__INPUT MATERIAL__.
*-*-*
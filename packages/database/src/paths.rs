#![allow(clippy::module_name_repetitions)]
//! Canonical file paths for the reports database and photo directory.
//!
//! Defaults are relative to the project root's `data/` directory and can be
//! overridden with `ECOROAD_DB_PATH` and `ECOROAD_IMAGES_DIR`.

use std::path::{Path, PathBuf};

/// Environment variable overriding [`default_db_path`].
pub const DB_PATH_ENV: &str = "ECOROAD_DB_PATH";

/// Environment variable overriding [`default_images_dir`].
pub const IMAGES_DIR_ENV: &str = "ECOROAD_IMAGES_DIR";

/// Returns the workspace root directory.
///
/// Resolved at compile time from `CARGO_MANIFEST_DIR`; falls back to the
/// current directory if the manifest directory has no grandparent.
#[must_use]
pub fn project_root() -> PathBuf {
    Path::new(env!("CARGO_MANIFEST_DIR"))
        .ancestors()
        .nth(2)
        .map_or_else(|| PathBuf::from("."), Path::to_path_buf)
}

/// Returns the `data/` directory path.
#[must_use]
pub fn data_dir() -> PathBuf {
    project_root().join("data")
}

/// Returns the default `SQLite` database path.
#[must_use]
pub fn default_db_path() -> PathBuf {
    data_dir().join("user_database.db")
}

/// Returns the default photo directory.
#[must_use]
pub fn default_images_dir() -> PathBuf {
    data_dir().join("images")
}

/// Returns the database path, honoring [`DB_PATH_ENV`].
#[must_use]
pub fn db_path_from_env() -> PathBuf {
    env_path(DB_PATH_ENV).unwrap_or_else(default_db_path)
}

/// Returns the photo directory, honoring [`IMAGES_DIR_ENV`].
#[must_use]
pub fn images_dir_from_env() -> PathBuf {
    env_path(IMAGES_DIR_ENV).unwrap_or_else(default_images_dir)
}

fn env_path(name: &str) -> Option<PathBuf> {
    std::env::var(name)
        .ok()
        .filter(|v| !v.trim().is_empty())
        .map(PathBuf::from)
}

/// Ensures a directory exists, creating it if necessary.
///
/// # Errors
///
/// Returns an I/O error if the directory cannot be created.
pub fn ensure_dir(path: &Path) -> std::io::Result<()> {
    if !path.as_os_str().is_empty() && !path.exists() {
        std::fs::create_dir_all(path)?;
    }
    Ok(())
}
//! Compile-time embedded geocoding service configuration.
//!
//! The reverse geocoder is defined in `services/nominatim.toml`. The file is
//! embedded at compile time; the base URL can be overridden at runtime with
//! the `NOMINATIM_URL` environment variable (e.g. to point at a self-hosted
//! instance).

use serde::Deserialize;

use crate::GeocodeError;

/// Environment variable overriding [`GeocodingService::base_url`].
pub const BASE_URL_ENV: &str = "NOMINATIM_URL";

/// A reverse geocoding service configuration loaded from TOML.
#[derive(Debug, Clone, Deserialize)]
pub struct GeocodingService {
    /// Unique identifier (e.g., `"nominatim"`).
    pub id: String,
    /// Human-readable name.
    pub name: String,
    /// Whether the service may be called.
    #[serde(default = "default_true")]
    pub enabled: bool,
    /// Reverse endpoint URL.
    pub base_url: String,
    /// `User-Agent` sent with every request. Nominatim's usage policy
    /// rejects requests without an identifying agent.
    pub user_agent: String,
    /// Address detail level (3 = country ... 18 = building).
    #[serde(default = "default_zoom")]
    pub zoom: u8,
}

const fn default_true() -> bool {
    true
}

const fn default_zoom() -> u8 {
    18
}

const NOMINATIM_TOML: &str = include_str!("../services/nominatim.toml");

/// Parses a service definition.
///
/// # Errors
///
/// Returns [`GeocodeError::Config`] if the TOML is malformed.
pub fn parse_service(toml_str: &str) -> Result<GeocodingService, GeocodeError> {
    Ok(toml::de::from_str(toml_str)?)
}

/// Returns the embedded Nominatim configuration with any
/// [`BASE_URL_ENV`] override applied.
///
/// # Errors
///
/// Returns [`GeocodeError::Config`] if the embedded TOML is malformed.
pub fn nominatim_service() -> Result<GeocodingService, GeocodeError> {
    let mut service = parse_service(NOMINATIM_TOML)?;

    if let Ok(url) = std::env::var(BASE_URL_ENV) {
        let url = url.trim();
        if !url.is_empty() {
            log::info!("Using {BASE_URL_ENV} override for {}: {url}", service.id);
            service.base_url = url.to_string();
        }
    }

    Ok(service)
}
*-*-*
__PROBLEM TO WORK ON__. Scan the entries for lines holding the string "embedded", then copy every one of them.

__RESPONSE AREA__.
//! Compile-time embedded geocoding service configuration.
//! embedded at compile time; the base URL can be overridden at runtime with
/// Returns the embedded Nominatim configuration with any
/// Returns [`GeocodeError::Config`] if the embedded TOML is malformed.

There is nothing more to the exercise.